PROVIDED MATERIAL: Begin

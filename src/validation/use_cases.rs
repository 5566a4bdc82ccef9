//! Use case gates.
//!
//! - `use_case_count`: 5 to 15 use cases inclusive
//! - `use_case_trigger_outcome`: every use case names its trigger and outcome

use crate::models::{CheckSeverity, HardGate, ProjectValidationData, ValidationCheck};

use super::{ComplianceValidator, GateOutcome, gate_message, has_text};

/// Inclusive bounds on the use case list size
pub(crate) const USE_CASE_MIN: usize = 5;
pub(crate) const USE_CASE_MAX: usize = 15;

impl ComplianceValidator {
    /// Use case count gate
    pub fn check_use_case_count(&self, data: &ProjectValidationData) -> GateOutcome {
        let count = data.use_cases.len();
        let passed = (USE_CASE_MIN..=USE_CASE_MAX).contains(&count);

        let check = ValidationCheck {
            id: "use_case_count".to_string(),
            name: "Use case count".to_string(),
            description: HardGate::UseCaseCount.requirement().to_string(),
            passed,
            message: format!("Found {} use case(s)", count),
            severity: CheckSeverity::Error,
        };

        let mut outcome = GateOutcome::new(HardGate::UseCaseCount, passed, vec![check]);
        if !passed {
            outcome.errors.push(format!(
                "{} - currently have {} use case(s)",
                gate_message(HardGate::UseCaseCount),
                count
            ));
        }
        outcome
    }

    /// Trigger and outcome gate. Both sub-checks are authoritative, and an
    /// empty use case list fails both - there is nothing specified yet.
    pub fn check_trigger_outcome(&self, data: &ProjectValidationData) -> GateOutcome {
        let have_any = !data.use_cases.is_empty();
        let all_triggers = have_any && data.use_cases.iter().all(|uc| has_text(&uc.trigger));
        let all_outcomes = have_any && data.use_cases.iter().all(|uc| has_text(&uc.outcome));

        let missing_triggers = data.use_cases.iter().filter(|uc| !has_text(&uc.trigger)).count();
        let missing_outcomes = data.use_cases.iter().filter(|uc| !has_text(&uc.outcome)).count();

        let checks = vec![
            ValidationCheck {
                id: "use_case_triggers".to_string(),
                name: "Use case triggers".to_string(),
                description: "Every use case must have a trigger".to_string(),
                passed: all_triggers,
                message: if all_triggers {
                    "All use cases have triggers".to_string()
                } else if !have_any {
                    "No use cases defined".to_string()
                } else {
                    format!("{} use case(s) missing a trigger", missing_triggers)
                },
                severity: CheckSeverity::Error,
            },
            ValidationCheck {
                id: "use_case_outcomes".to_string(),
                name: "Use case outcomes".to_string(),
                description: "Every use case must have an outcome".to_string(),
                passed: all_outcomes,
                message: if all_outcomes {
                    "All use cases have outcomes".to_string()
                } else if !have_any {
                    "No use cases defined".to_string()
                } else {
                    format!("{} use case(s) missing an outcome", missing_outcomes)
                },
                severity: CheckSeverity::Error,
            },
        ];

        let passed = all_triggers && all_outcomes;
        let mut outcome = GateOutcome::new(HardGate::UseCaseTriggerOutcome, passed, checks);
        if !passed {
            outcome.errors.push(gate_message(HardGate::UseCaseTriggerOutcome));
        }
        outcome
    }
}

PROVIDED MATERIAL: End
PROVIDED MATERIAL: Begin

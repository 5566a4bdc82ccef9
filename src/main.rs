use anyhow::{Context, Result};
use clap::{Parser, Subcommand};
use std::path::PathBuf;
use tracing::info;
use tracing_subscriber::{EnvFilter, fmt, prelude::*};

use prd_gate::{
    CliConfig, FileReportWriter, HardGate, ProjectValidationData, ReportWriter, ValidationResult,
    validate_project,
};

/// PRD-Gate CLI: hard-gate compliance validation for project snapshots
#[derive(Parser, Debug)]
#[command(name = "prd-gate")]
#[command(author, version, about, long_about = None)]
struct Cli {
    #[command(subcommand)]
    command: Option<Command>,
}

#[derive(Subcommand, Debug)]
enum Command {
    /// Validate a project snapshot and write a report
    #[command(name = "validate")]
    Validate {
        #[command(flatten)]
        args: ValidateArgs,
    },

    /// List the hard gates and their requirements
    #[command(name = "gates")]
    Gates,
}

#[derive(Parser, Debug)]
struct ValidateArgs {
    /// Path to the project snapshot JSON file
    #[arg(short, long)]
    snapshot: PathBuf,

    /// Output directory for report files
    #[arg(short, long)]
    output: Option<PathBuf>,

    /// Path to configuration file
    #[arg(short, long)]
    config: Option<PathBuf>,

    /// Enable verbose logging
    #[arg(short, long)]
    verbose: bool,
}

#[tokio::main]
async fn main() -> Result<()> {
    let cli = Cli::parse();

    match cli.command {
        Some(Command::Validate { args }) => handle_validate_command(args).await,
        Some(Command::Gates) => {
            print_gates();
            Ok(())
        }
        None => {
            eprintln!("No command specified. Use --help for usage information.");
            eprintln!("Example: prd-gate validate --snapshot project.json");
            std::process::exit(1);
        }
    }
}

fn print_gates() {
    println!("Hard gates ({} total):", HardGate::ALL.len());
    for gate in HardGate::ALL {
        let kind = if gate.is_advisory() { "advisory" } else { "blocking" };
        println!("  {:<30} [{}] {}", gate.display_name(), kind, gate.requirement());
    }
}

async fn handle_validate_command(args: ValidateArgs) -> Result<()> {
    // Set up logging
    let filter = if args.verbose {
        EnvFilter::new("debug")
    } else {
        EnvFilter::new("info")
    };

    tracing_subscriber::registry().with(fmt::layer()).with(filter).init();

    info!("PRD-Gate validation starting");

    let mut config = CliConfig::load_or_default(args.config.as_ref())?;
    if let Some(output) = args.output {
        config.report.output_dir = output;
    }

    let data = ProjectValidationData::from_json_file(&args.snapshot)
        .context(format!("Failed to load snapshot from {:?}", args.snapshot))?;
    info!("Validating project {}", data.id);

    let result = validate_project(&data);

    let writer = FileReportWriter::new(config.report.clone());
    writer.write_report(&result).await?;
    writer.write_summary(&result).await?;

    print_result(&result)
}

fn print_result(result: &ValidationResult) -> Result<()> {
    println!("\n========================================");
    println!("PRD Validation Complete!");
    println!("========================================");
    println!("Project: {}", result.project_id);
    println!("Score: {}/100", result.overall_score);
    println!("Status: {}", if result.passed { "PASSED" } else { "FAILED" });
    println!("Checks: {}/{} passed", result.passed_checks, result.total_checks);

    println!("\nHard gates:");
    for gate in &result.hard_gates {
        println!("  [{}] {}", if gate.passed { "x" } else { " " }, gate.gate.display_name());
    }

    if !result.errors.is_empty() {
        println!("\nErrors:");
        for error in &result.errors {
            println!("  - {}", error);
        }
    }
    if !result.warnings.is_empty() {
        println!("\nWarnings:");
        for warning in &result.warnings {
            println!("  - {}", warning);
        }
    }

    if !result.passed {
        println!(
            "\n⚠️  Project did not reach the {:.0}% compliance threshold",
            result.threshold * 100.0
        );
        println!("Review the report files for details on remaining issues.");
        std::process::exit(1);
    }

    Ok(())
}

PROVIDED MATERIAL: End

State how many lines of the records above contain "Some", with no words besides the number.

* _TASK OUTPUT_
3